Zoe Patterson Ross, Naomi Komadina, Yi-Mo Deng, Natalie Spirason, Heath A Kelly, Sheena G Sullivan, Ian G Barr, Edward C Holmes, Zoe Patterson Ross, Naomi Komadina, Yi-Mo Deng, Natalie Spirason, Heath A Kelly, Sheena G Sullivan, Ian G Barr, Edward C Holmes

Abstract

The factors that determine the characteristic seasonality of influenza remain enigmatic. Current models predict that occurrences of influenza outside the normal surveillance season within a temperate region largely reflect the importation of viruses from the alternate hemisphere or from equatorial regions in Asia. To help reveal the drivers of seasonality we investigated the origins and evolution of influenza viruses sampled during inter-seasonal periods in Australia. To this end we conducted an expansive phylogenetic analysis of 9912, 3804, and 3941 hemagglutinnin (HA) sequences from influenza A/H1N1pdm, A/H3N2, and B, respectively, collected globally during the period 2009-2014. Of the 1475 viruses sampled from Australia, 396 (26.8% of Australian, or 2.2% of global set) were sampled outside the monitored temperate influenza surveillance season (1 May - 31 October). Notably, rather than simply reflecting short-lived importations of virus from global localities with higher influenza prevalence, we documented a variety of more complex inter-seasonal transmission patterns including "stragglers" from the preceding season and "heralds" of the forthcoming season, and which included viruses sampled from clearly temperate regions within Australia. We also provide evidence for the persistence of influenza B virus between epidemic seasons, in which transmission of a viral lineage begins in one season and continues throughout the inter-seasonal period into the following season. Strikingly, a disproportionately high number of inter-seasonal influenza transmission events occurred in tropical and subtropical regions of Australia, providing further evidence that climate plays an important role in shaping patterns of influenza seasonality.

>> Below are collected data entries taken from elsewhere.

//! 视差控制器
//!
//! 管理所有注册的滚动联动目标。控制器只负责数值：
//! 宿主在滚动时调用 `set_scroll`，每帧调用 `step`，再把 `output` 写回元素。

use std::collections::HashMap;

use super::{ScrollWindow, SeparatorDrawIn, scrub};
use crate::motion::Transform;

/// 平滑到剩余误差 e^-4（约 2%）所用的时间常数个数
const LAG_TIME_CONSTANTS: f32 = 4.0;
/// 误差小于此值（px）时直接对齐目标
const SETTLE_EPSILON: f32 = 0.01;

/// 目标 ID
#[derive(Debug, Clone, Copy, PartialEq, Eq, Hash, PartialOrd, Ord)]
pub struct TrackId(pub u64);

impl std::fmt::Display for TrackId {
    fn fmt(&self, f: &mut std::fmt::Formatter<'_>) -> std::fmt::Result {
        write!(f, "track#{}", self.0)
    }
}

/// 平滑方式
#[derive(Debug, Clone, Copy, PartialEq, Default)]
pub enum Smoothing {
    /// 直接跟随滚动
    #[default]
    Immediate,
    /// 约在给定秒数内追上滚动位置，不同的值产生不同的景深
    Lag(f32),
}

impl Smoothing {
    /// 一帧内向目标靠近的比例
    fn factor(&self, dt: f32) -> f32 {
        match *self {
            Smoothing::Immediate => 1.0,
            Smoothing::Lag(secs) if secs <= 0.0 => 1.0,
            Smoothing::Lag(secs) => 1.0 - (-dt.max(0.0) * LAG_TIME_CONSTANTS / secs).exp(),
        }
    }
}

/// 纵向视差目标
#[derive(Debug, Clone, Copy, PartialEq)]
pub struct ParallaxTrack {
    pub window: ScrollWindow,
    /// 窗口开始时的纵向偏移（px）
    pub from: f32,
    /// 窗口结束时的纵向偏移（px）
    pub to: f32,
    pub smoothing: Smoothing,
}

impl ParallaxTrack {
    pub fn new(window: ScrollWindow, from: f32, to: f32) -> Self {
        Self {
            window,
            from,
            to,
            smoothing: Smoothing::Immediate,
        }
    }

    pub fn with_smoothing(mut self, smoothing: Smoothing) -> Self {
        self.smoothing = smoothing;
        self
    }

    /// 给定滚动位置下的目标值
    pub fn target_at(&self, scroll: f32) -> f32 {
        scrub(
            scroll,
            self.window.start,
            self.window.end,
            self.from,
            self.to,
        )
    }
}

#[derive(Debug, Clone)]
struct ScrubState {
    track: ParallaxTrack,
    current: f32,
    target: f32,
}

#[derive(Debug, Clone)]
enum Entry {
    Scrub(ScrubState),
    DrawIn(SeparatorDrawIn),
}

/// 视差控制器
#[derive(Debug, Clone)]
pub struct ParallaxController {
    entries: HashMap<TrackId, Entry>,
    next_id: u64,
    scroll: f32,
    viewport_height: f32,
}

impl Default for ParallaxController {
    fn default() -> Self {
        Self::new(0.0)
    }
}

impl ParallaxController {
    pub fn new(viewport_height: f32) -> Self {
        Self {
            entries: HashMap::new(),
            next_id: 1,
            scroll: 0.0,
            viewport_height,
        }
    }

    fn next_track_id(&mut self) -> TrackId {
        let id = TrackId(self.next_id);
        self.next_id += 1;
        id
    }

    // ========== 注册 ==========

    /// 注册 scrub 目标，初始值直接取当前滚动位置对应的值
    pub fn register(&mut self, track: ParallaxTrack) -> TrackId {
        let id = self.next_track_id();
        let target = track.target_at(self.scroll);
        self.entries.insert(
            id,
            Entry::Scrub(ScrubState {
                track,
                current: target,
                target,
            }),
        );
        id
    }

    /// 注册分隔线绘制
    pub fn register_draw_in(&mut self, mut draw_in: SeparatorDrawIn) -> TrackId {
        let id = self.next_track_id();
        draw_in.observe_scroll(self.scroll, self.viewport_height);
        self.entries.insert(id, Entry::DrawIn(draw_in));
        id
    }

    /// 注销目标
    pub fn unregister(&mut self, id: TrackId) -> bool {
        self.entries.remove(&id).is_some()
    }

    /// 注销全部目标，返回被注销的 ID（升序），宿主据此还原元素样式
    pub fn revert(&mut self) -> Vec<TrackId> {
        let mut ids: Vec<TrackId> = self.entries.drain().map(|(id, _)| id).collect();
        ids.sort();
        ids
    }

    pub fn len(&self) -> usize {
        self.entries.len()
    }

    pub fn is_empty(&self) -> bool {
        self.entries.is_empty()
    }

    /// 全部目标 ID（升序）
    pub fn ids(&self) -> Vec<TrackId> {
        let mut ids: Vec<TrackId> = self.entries.keys().copied().collect();
        ids.sort();
        ids
    }

    // ========== 布局 ==========

    /// 窗口尺寸变化后更新 scrub 窗口
    pub fn update_window(&mut self, id: TrackId, window: ScrollWindow) {
        if let Some(Entry::Scrub(state)) = self.entries.get_mut(&id) {
            state.track.window = window;
            state.target = state.track.target_at(self.scroll);
        }
    }

    /// 窗口尺寸变化后更新分隔线所在区块的位置
    pub fn update_section_top(&mut self, id: TrackId, section_top: f32) {
        if let Some(Entry::DrawIn(draw_in)) = self.entries.get_mut(&id) {
            draw_in.set_section_top(section_top);
            draw_in.observe_scroll(self.scroll, self.viewport_height);
        }
    }

    pub fn set_viewport_height(&mut self, viewport_height: f32) {
        self.viewport_height = viewport_height;
    }

    pub fn viewport_height(&self) -> f32 {
        self.viewport_height
    }

    // ========== 驱动 ==========

    /// 滚动事件：重新计算所有目标值
    pub fn set_scroll(&mut self, scroll: f32) {
        self.scroll = scroll;
        for entry in self.entries.values_mut() {
            match entry {
                Entry::Scrub(state) => {
                    state.target = state.track.target_at(scroll);
                    if state.track.smoothing == Smoothing::Immediate {
                        state.current = state.target;
                    }
                }
                Entry::DrawIn(draw_in) => {
                    draw_in.observe_scroll(scroll, self.viewport_height);
                }
            }
        }
    }

    pub fn scroll(&self) -> f32 {
        self.scroll
    }

    /// 推进一帧（秒），返回是否还有目标在运动
    pub fn step(&mut self, dt: f32) -> bool {
        for entry in self.entries.values_mut() {
            match entry {
                Entry::Scrub(state) => {
                    let factor = state.track.smoothing.factor(dt);
                    state.current += (state.target - state.current) * factor;
                    if (state.target - state.current).abs() < SETTLE_EPSILON {
                        state.current = state.target;
                    }
                }
                Entry::DrawIn(draw_in) => {
                    draw_in.step(dt);
                }
            }
        }
        !self.is_settled()
    }

    /// 所有目标都已停在目标值
    pub fn is_settled(&self) -> bool {
        self.entries.values().all(|entry| match entry {
            Entry::Scrub(state) => state.current == state.target,
            Entry::DrawIn(draw_in) => draw_in.is_idle(),
        })
    }

    // ========== 查询 ==========

    /// 当前数值：scrub 目标为纵向偏移，分隔线为横向缩放
    pub fn value(&self, id: TrackId) -> Option<f32> {
        self.entries.get(&id).map(|entry| match entry {
            Entry::Scrub(state) => state.current,
            Entry::DrawIn(draw_in) => draw_in.scale_x(),
        })
    }

    /// 当前应写回元素的变换
    pub fn output(&self, id: TrackId) -> Option<Transform> {
        self.entries.get(&id).map(|entry| match entry {
            Entry::Scrub(state) => Transform::translate_y(state.current),
            Entry::DrawIn(draw_in) => Transform::scale_x(draw_in.scale_x()),
        })
    }
}

#[cfg(test)]
mod tests {
    use super::*;

    fn track(start: f32, end: f32, from: f32, to: f32) -> ParallaxTrack {
        ParallaxTrack::new(ScrollWindow::new(start, end), from, to)
    }

    fn lagged(from: f32, to: f32, lag: f32) -> ParallaxTrack {
        track(0.0, 1000.0, from, to).with_smoothing(Smoothing::Lag(lag))
    }

    #[test]
    fn test_register_uses_current_scroll() {
        let mut controller = ParallaxController::new(800.0);
        controller.set_scroll(500.0);
        let id = controller.register(track(0.0, 1000.0, 60.0, -30.0));
        assert_eq!(controller.value(id), Some(15.0));
    }

    #[test]
    fn test_immediate_follows_scroll() {
        let mut controller = ParallaxController::new(800.0);
        let id = controller.register(track(0.0, 1000.0, 40.0, -20.0));
        controller.set_scroll(1000.0);
        assert_eq!(controller.value(id), Some(-20.0));
        assert!(controller.is_settled());
    }

    #[test]
    fn test_lag_converges() {
        let mut controller = ParallaxController::new(800.0);
        let id = controller.register(lagged(60.0, -30.0, 1.0));
        controller.set_scroll(1000.0);
        assert_eq!(controller.value(id), Some(60.0));

        assert!(controller.step(0.1));
        let value = controller.value(id).unwrap();
        assert!(value < 60.0 && value > -30.0);

        for _ in 0..200 {
            controller.step(1.0 / 60.0);
        }
        assert_eq!(controller.value(id), Some(-30.0));
        assert!(controller.is_settled());
    }

    #[test]
    fn test_different_lags_drift_differently() {
        let mut controller = ParallaxController::new(800.0);
        let fast = controller.register(lagged(0.0, 100.0, 1.0));
        let slow = controller.register(lagged(0.0, 100.0, 1.5));
        controller.set_scroll(1000.0);
        controller.step(0.2);
        assert!(
            controller.value(fast).unwrap() > controller.value(slow).unwrap()
        );
    }

    #[test]
    fn test_unregister_and_revert() {
        let mut controller = ParallaxController::new(800.0);
        let a = controller.register(track(0.0, 1.0, 0.0, 1.0));
        let b = controller.register_draw_in(SeparatorDrawIn::new(5000.0));
        let c = controller.register(track(0.0, 1.0, 0.0, 1.0));

        assert!(controller.unregister(a));
        assert!(!controller.unregister(a));
        assert_eq!(controller.value(a), None);

        assert_eq!(controller.revert(), vec![b, c]);
        assert!(controller.is_empty());
        assert_eq!(controller.output(c), None);
    }

    #[test]
    fn test_draw_in_output() {
        let mut controller = ParallaxController::new(1000.0);
        let id = controller.register_draw_in(SeparatorDrawIn::new(3000.0));
        assert_eq!(controller.output(id), Some(Transform::scale_x(0.0)));
        assert!(controller.is_settled());

        controller.set_scroll(2200.0);
        assert!(!controller.is_settled());
        controller.step(2.0);
        assert_eq!(controller.output(id), Some(Transform::identity()));
    }

    #[test]
    fn test_update_window() {
        let mut controller = ParallaxController::new(800.0);
        let id = controller.register(track(0.0, 1000.0, 0.0, 100.0));
        controller.set_scroll(500.0);
        controller.update_window(id, ScrollWindow::new(500.0, 1500.0));
        controller.step(0.016);
        assert_eq!(controller.value(id), Some(0.0));
    }
}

Conflict of interest statement

The authors have declared that no competing interests exist.

Figures

Fig 1. Climate zones and the location…
Fig 1. Climate zones and the location of the most populous cities within Australia.
The map was constructed using freely available data from the Bureau of Meteorology’s website (www.bom.gov.au) and utilizes their temperature/humidity classification system [25]. Population data was from the Australian Bureau of Statistics [26]. Latitude figures are freely available on Google Maps.
Fig 2. Patterns (event types) of inter-seasonal…
Fig 2. Patterns (event types) of inter-seasonal influenza transmission.
The black line represents the theoretical periodicity of influenza in a typical seasonal pattern, horizontal bars represent lengths of transmission events and are colored blue when falling inside the season and red when in the inter-seasonal period.
Fig 3. Phylogenetic trees showing a real…
Fig 3. Phylogenetic trees showing a real data example of each event type.
Australian inter-seasonal sequences are shown in red, seasonal sequences are shown in blue, and global sequences are shown in black. Bootstrap support values (>70%) are shown for key nodes. (a) Importation event within influenza A/H1N1pdm. This imported lineage transmitted for at least two months during the 2010/2011 inter-seasonal period within Australia (earliest sample collected on 13 Jan 2011 and latest on 18 March 2011, both from Darwin), and spread to a temperate region (Perth). (b) Herald event within influenza B virus, with virus Sydney/2/2012 isolated on 27 February 2012 and then extending into the following influenza season in both Australia (Sydney and South Australia) and New Zealand. (c) Straggler event within influenza A/H1N1pdm, with viruses transmitting within the 2010 season into the 2010–2011 inter-seasonal period. Although the strongest evidence for this involves A/Victoria/662/2010 isolated on 17 November 2010 (bottom clade), a similar pattern may occur with A/Brisbane/32/2011 sampled on 4 February 2011 although with weak bootstrap support (top clade). (d) Persistent lineage of influenza B virus transmitting within the 2010 season, throughout the 2010/2011 inter-seasonal period, and into the 2011 season (i.e. for a total of 14 months). (e) A two-tailed A/H1N1pdm lineage transmitting from 18 February 2011 (2010/2011 inter-seasonal period) to 01 December 2011 (2011/2012 inter-seasonal period). All trees were rooted using the earliest non-Australian sequence shown to be an outgroup in the expansive phylogenetic trees shown in S1 Fig. The date of sampling is shown in the sequence label in the format year-month-day.
Fig 4. NNDSS influenza notifications in Australia.
Fig 4. NNDSS influenza notifications in Australia.
Laboratory-confirmed influenza notifications throughout the seasonal and inter-seasonal period in Australia. The plot shows laboratory-confirmed diagnoses per 100,000 population from 2009–2014, with states and territories displayed separately. Data on laboratory confirmed cases of influenza in Australia was obtained from the Australian National Notifiable Diseases Surveillance Systems (NNDSS) website (http://www9.health.gov.au/cda/source/cda-index.cfm).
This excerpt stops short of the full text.